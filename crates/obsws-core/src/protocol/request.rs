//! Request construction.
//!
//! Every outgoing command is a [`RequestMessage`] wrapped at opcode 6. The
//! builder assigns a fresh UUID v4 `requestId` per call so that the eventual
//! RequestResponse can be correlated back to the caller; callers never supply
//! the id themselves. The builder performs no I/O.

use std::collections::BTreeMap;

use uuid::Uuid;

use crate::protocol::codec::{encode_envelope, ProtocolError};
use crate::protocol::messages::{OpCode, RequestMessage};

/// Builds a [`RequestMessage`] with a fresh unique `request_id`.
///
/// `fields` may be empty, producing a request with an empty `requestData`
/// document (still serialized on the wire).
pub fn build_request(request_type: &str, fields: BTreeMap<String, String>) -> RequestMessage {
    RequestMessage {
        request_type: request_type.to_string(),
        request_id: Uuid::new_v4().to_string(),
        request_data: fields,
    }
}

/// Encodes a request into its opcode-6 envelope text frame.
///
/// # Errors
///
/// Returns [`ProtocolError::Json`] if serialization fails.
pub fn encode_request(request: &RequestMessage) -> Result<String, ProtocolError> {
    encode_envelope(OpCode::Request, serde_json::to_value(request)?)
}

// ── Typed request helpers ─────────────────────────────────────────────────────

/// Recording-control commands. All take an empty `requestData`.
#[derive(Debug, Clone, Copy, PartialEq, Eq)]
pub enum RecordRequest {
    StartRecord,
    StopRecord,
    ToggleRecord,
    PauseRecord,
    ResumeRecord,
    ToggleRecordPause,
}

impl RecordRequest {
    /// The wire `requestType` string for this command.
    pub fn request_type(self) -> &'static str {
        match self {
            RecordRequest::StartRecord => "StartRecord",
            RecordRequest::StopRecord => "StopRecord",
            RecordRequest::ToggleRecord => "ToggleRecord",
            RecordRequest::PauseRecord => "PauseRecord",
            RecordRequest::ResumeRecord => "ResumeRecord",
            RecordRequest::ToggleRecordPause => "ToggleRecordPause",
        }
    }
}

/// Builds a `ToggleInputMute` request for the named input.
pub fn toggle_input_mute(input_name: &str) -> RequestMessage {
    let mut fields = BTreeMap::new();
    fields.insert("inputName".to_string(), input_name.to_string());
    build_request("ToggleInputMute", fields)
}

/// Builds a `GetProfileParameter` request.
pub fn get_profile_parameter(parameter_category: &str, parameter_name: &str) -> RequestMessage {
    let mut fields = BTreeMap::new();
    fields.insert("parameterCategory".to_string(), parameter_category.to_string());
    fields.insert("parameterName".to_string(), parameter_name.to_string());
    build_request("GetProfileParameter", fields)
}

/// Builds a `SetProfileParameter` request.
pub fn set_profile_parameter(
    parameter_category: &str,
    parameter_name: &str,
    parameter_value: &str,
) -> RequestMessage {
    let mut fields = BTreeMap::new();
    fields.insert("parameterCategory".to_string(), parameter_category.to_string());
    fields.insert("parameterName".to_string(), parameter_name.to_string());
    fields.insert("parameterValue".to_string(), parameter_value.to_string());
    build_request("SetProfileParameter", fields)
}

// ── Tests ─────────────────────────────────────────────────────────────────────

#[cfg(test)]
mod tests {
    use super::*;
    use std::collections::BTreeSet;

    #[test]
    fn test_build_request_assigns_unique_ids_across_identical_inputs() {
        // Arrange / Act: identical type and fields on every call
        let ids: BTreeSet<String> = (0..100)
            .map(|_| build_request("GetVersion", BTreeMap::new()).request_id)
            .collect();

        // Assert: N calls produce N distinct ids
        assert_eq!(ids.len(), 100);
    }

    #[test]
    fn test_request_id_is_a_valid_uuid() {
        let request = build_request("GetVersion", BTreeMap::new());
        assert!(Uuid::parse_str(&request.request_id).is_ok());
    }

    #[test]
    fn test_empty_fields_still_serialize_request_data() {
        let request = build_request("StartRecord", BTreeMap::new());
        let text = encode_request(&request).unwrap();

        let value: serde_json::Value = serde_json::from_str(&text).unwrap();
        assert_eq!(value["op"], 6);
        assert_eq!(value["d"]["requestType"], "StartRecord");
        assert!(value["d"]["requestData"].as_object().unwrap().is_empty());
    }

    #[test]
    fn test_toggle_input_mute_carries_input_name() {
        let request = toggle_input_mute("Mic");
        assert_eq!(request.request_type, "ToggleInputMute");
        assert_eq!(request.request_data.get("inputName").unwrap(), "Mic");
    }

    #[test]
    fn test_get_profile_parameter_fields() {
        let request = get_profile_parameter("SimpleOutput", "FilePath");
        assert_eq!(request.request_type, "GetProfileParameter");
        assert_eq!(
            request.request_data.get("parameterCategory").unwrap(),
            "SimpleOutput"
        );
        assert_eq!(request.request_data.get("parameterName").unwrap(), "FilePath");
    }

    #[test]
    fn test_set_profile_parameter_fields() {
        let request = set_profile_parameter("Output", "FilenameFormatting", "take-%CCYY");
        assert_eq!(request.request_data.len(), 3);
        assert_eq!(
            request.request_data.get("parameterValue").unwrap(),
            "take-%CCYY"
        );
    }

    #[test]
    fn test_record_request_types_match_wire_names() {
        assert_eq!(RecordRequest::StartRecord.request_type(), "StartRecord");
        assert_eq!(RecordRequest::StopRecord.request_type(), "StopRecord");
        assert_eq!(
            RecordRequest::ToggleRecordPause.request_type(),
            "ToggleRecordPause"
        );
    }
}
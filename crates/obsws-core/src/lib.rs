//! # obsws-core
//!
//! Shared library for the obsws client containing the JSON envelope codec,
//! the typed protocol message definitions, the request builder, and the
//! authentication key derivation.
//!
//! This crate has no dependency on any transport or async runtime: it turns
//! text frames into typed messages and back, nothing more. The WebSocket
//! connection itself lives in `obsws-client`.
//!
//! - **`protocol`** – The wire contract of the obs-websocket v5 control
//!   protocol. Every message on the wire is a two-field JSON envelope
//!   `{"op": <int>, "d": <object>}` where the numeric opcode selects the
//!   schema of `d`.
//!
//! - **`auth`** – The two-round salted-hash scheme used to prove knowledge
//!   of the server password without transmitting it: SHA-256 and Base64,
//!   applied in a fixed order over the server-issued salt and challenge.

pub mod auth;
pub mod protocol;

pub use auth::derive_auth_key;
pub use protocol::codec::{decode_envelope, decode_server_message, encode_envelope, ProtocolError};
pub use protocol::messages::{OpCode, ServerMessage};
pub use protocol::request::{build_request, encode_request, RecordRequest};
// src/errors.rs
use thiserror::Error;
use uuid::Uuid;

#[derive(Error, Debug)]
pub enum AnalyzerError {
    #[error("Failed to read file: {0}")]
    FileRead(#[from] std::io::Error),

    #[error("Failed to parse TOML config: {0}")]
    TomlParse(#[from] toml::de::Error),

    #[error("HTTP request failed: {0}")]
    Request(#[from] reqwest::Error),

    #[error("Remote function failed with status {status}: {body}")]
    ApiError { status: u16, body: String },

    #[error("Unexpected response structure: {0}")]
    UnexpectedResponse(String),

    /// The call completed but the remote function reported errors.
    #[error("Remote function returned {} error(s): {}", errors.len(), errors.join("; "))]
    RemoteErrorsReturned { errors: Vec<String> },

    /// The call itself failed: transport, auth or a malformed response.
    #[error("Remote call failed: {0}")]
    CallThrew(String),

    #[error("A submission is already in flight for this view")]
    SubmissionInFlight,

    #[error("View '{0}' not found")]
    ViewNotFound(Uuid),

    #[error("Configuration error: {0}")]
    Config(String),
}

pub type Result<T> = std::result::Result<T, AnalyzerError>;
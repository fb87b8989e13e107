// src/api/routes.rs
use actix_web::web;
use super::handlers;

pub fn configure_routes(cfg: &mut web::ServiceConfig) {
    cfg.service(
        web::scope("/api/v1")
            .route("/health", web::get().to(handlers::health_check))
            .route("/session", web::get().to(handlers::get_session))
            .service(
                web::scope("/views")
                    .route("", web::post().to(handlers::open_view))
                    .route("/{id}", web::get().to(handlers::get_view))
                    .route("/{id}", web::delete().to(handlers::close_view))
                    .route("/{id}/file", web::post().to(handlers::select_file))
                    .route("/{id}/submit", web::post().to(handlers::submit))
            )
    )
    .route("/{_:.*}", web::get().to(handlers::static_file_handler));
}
---
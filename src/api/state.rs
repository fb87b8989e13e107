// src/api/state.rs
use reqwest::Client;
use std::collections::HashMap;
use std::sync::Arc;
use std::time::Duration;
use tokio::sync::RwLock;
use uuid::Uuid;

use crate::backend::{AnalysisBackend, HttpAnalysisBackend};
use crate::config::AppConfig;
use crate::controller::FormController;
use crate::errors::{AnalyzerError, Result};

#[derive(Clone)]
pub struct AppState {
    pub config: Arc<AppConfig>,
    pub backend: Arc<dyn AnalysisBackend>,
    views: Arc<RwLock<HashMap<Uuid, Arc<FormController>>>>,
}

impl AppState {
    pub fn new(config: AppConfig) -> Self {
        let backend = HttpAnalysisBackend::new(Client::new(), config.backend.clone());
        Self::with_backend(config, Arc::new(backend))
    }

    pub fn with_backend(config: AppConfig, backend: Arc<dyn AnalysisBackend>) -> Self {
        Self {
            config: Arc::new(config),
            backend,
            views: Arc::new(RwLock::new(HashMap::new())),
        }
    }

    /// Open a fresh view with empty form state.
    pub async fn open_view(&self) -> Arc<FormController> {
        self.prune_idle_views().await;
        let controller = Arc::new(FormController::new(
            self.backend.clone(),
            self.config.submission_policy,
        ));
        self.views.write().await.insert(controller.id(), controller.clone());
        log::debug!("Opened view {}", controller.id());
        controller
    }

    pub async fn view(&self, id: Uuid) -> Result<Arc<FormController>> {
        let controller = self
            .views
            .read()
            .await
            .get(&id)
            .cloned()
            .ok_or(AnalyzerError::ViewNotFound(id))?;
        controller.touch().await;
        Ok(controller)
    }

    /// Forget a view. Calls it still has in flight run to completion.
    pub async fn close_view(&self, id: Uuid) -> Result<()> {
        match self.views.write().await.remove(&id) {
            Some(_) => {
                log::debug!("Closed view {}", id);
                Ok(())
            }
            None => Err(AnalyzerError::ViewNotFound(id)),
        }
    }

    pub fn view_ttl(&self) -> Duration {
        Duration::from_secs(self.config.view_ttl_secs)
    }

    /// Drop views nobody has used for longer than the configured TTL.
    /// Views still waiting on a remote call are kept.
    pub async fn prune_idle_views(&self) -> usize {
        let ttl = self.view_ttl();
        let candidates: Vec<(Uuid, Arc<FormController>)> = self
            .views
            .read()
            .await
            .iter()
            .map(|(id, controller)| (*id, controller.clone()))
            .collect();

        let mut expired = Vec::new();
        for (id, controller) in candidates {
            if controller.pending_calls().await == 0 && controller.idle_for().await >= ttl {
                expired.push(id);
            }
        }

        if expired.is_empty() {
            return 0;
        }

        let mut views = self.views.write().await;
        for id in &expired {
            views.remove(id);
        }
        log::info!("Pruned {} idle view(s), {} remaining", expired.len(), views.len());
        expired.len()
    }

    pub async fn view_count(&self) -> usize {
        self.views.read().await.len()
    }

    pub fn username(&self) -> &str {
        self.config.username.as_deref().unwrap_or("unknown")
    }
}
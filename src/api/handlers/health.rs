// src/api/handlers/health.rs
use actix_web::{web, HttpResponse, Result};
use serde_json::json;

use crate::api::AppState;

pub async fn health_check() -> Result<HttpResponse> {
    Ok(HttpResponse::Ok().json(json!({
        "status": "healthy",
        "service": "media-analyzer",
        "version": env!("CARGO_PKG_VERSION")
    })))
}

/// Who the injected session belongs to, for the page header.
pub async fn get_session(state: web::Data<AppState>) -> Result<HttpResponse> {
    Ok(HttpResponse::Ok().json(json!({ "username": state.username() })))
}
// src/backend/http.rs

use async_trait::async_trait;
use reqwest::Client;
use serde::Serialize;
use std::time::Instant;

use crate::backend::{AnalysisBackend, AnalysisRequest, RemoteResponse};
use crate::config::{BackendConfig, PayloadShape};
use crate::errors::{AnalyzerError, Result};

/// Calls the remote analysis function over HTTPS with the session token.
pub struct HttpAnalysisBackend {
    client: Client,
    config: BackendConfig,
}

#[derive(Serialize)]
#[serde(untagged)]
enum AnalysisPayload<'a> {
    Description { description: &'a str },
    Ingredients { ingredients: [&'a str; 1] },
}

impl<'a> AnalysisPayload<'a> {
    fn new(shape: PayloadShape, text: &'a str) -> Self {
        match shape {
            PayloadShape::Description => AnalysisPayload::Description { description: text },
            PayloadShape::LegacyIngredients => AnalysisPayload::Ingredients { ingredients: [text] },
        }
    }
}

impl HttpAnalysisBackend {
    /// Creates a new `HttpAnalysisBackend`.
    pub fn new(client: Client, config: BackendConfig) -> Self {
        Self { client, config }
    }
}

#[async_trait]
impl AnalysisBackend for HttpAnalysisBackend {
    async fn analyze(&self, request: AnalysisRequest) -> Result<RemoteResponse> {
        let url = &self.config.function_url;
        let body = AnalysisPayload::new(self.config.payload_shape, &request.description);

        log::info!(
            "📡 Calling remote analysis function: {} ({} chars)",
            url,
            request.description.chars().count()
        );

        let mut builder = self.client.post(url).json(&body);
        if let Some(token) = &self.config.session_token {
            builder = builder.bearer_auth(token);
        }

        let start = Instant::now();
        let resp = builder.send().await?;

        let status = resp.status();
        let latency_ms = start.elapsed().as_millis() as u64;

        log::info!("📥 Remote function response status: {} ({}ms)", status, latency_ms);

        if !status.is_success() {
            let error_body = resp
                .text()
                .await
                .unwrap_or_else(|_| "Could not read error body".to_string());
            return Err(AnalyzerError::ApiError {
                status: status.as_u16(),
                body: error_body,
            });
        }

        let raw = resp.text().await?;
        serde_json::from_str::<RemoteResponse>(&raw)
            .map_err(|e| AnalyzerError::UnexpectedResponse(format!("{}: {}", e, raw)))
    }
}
---
In the entries above, which lines hold the word "collections"? Copy them out.

- [Task response]:
use std::collections::BTreeMap;
    use std::collections::BTreeSet;
use std::collections::HashMap;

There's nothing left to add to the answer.